Return each line of the records below in which the string "chain" turns up.

** EXERCISE INPUT follows **

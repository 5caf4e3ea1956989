//! Snapshot sources
//!
//! Ingestion writes persons, events and memberships somewhere; these sources
//! read them back into an immutable [`EntityStore`](crate::EntityStore).
//! `SqliteSource` reads the relational layout, `JsonSource` a flat document.

mod json;
mod sqlite;
mod traits;

pub use json::{EventRecord, GraphDocument, JsonSource, PersonRecord};
pub use sqlite::SqliteSource;
pub use traits::{SnapshotSource, StorageError, StorageResult};
//! Search configuration
//!
//! Loaded from YAML, e.g.
//!
//! ```yaml
//! denylist: ["Enterprise Computer", "Ensign", "Starfleet Officer"]
//! max_expansions: 250000
//! max_depth: 12
//! ```

use serde::{Deserialize, Serialize};
use std::collections::HashSet;
use std::num::NonZeroUsize;
use std::path::Path;
use thiserror::Error;

/// Generic crew roles that would otherwise turn into high-degree hubs
pub const DEFAULT_DENYLIST: [&str; 3] = ["Enterprise Computer", "Ensign", "Starfleet Officer"];

/// Errors that can occur while loading configuration
#[derive(Debug, Error)]
pub enum ConfigError {
    #[error("IO error: {0}")]
    Io(#[from] std::io::Error),

    #[error("YAML error: {0}")]
    Yaml(#[from] serde_yaml::Error),

    #[error("Invalid configuration: {0}")]
    Invalid(String),
}

/// Tuning for the chain search
#[derive(Debug, Clone, PartialEq, Eq, Serialize, Deserialize)]
#[serde(default, deny_unknown_fields)]
pub struct SearchConfig {
    /// Display names never used as intermediate links (case-insensitive)
    pub denylist: Vec<String>,
    /// Persons the search may expand before giving up
    pub max_expansions: Option<NonZeroUsize>,
    /// Longest chain, counted in events, the search will consider
    pub max_depth: Option<NonZeroUsize>,
}

impl Default for SearchConfig {
    fn default() -> Self {
        Self {
            denylist: DEFAULT_DENYLIST.iter().map(|s| s.to_string()).collect(),
            max_expansions: None,
            max_depth: None,
        }
    }
}

impl SearchConfig {
    /// A config with an empty denylist and no limits
    pub fn unrestricted() -> Self {
        Self {
            denylist: Vec::new(),
            max_expansions: None,
            max_depth: None,
        }
    }

    pub fn with_denylist<I, S>(mut self, names: I) -> Self
    where
        I: IntoIterator<Item = S>,
        S: Into<String>,
    {
        self.denylist = names.into_iter().map(Into::into).collect();
        self
    }

    /// Cap the number of persons a search may expand. Zero is rejected.
    pub fn with_max_expansions(mut self, max_expansions: usize) -> Result<Self, ConfigError> {
        self.max_expansions = Some(non_zero("max_expansions", max_expansions)?);
        Ok(self)
    }

    /// Cap the chain length, in events. Zero is rejected.
    pub fn with_max_depth(mut self, max_depth: usize) -> Result<Self, ConfigError> {
        self.max_depth = Some(non_zero("max_depth", max_depth)?);
        Ok(self)
    }

    pub fn from_yaml_str(yaml: &str) -> Result<Self, ConfigError> {
        let config: Self = serde_yaml::from_str(yaml)?;
        config.validate()?;
        Ok(config)
    }

    pub fn load(path: impl AsRef<Path>) -> Result<Self, ConfigError> {
        let text = std::fs::read_to_string(path)?;
        Self::from_yaml_str(&text)
    }

    fn validate(&self) -> Result<(), ConfigError> {
        if self.denylist.iter().any(|n| n.trim().is_empty()) {
            return Err(ConfigError::Invalid("denylist entries must not be blank".into()));
        }
        Ok(())
    }

    pub(crate) fn denylist(&self) -> Denylist {
        Denylist::new(&self.denylist)
    }
}

fn non_zero(field: &str, value: usize) -> Result<NonZeroUsize, ConfigError> {
    NonZeroUsize::new(value)
        .ok_or_else(|| ConfigError::Invalid(format!("{} must be at least 1", field)))
}

/// Lowercased denylist, built once per search
#[derive(Debug, Clone, Default)]
pub(crate) struct Denylist {
    names: HashSet<String>,
}

impl Denylist {
    fn new(names: &[String]) -> Self {
        Self {
            names: names.iter().map(|n| n.to_lowercase()).collect(),
        }
    }

    pub(crate) fn is_denied(&self, name: &str) -> bool {
        !self.names.is_empty() && self.names.contains(&name.to_lowercase())
    }
}

#[cfg(test)]
mod tests {
    use super::*;

    #[test]
    fn test_default_denies_generic_roles() {
        let denylist = SearchConfig::default().denylist();
        assert!(denylist.is_denied("Ensign"));
        assert!(denylist.is_denied("enterprise computer"));
        assert!(!denylist.is_denied("Ensign Ro Laren"));
    }

    #[test]
    fn test_yaml_missing_fields_take_defaults() {
        let config = SearchConfig::from_yaml_str("max_depth: 4\n").unwrap();
        assert_eq!(config.max_depth, NonZeroUsize::new(4));
        assert_eq!(config.max_expansions, None);
        assert_eq!(config.denylist.len(), DEFAULT_DENYLIST.len());
    }

    #[test]
    fn test_yaml_overrides_denylist() {
        let yaml = "denylist: [\"Narrator\"]\nmax_expansions: 100\n";
        let config = SearchConfig::from_yaml_str(yaml).unwrap();
        assert_eq!(config.denylist, vec!["Narrator".to_string()]);
        assert_eq!(config.max_expansions, NonZeroUsize::new(100));
        assert!(!config.denylist().is_denied("Ensign"));
    }

    #[test]
    fn test_yaml_empty_denylist() {
        let config = SearchConfig::from_yaml_str("denylist: []\n").unwrap();
        assert!(!config.denylist().is_denied("Ensign"));
    }

    #[test]
    fn test_yaml_rejects_unknown_field() {
        let result = SearchConfig::from_yaml_str("max_hops: 3\n");
        assert!(matches!(result, Err(ConfigError::Yaml(_))));
    }

    #[test]
    fn test_zero_limits_rejected_from_yaml() {
        assert!(SearchConfig::from_yaml_str("max_expansions: 0\n").is_err());
        assert!(SearchConfig::from_yaml_str("max_depth: 0\n").is_err());
    }

    #[test]
    fn test_zero_limits_rejected_by_setters() {
        assert!(matches!(
            SearchConfig::default().with_max_expansions(0),
            Err(ConfigError::Invalid(_))
        ));
        assert!(matches!(
            SearchConfig::default().with_max_depth(0),
            Err(ConfigError::Invalid(_))
        ));

        let config = SearchConfig::default()
            .with_max_expansions(1)
            .unwrap()
            .with_max_depth(3)
            .unwrap();
        assert_eq!(config.max_expansions, NonZeroUsize::new(1));
        assert_eq!(config.max_depth, NonZeroUsize::new(3));
    }

    #[test]
    fn test_blank_denylist_entry_is_invalid() {
        let result = SearchConfig::from_yaml_str("denylist: [\"  \"]\n");
        assert!(matches!(result, Err(ConfigError::Invalid(_))));
    }

    #[test]
    fn test_load_from_file() {
        let dir = tempfile::tempdir().unwrap();
        let path = dir.path().join("search.yaml");
        std::fs::write(&path, "denylist: [\"Crewman\"]\nmax_depth: 6\n").unwrap();

        let config = SearchConfig::load(&path).unwrap();
        assert_eq!(config.max_depth, NonZeroUsize::new(6));
        assert!(config.denylist().is_denied("CREWMAN"));
    }
}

** End of EXERCISE INPUT **

**FINISHED EXERCISE**:
/// Tuning for the chain search
    /// Longest chain, counted in events, the search will consider
    /// Cap the chain length, in events. Zero is rejected.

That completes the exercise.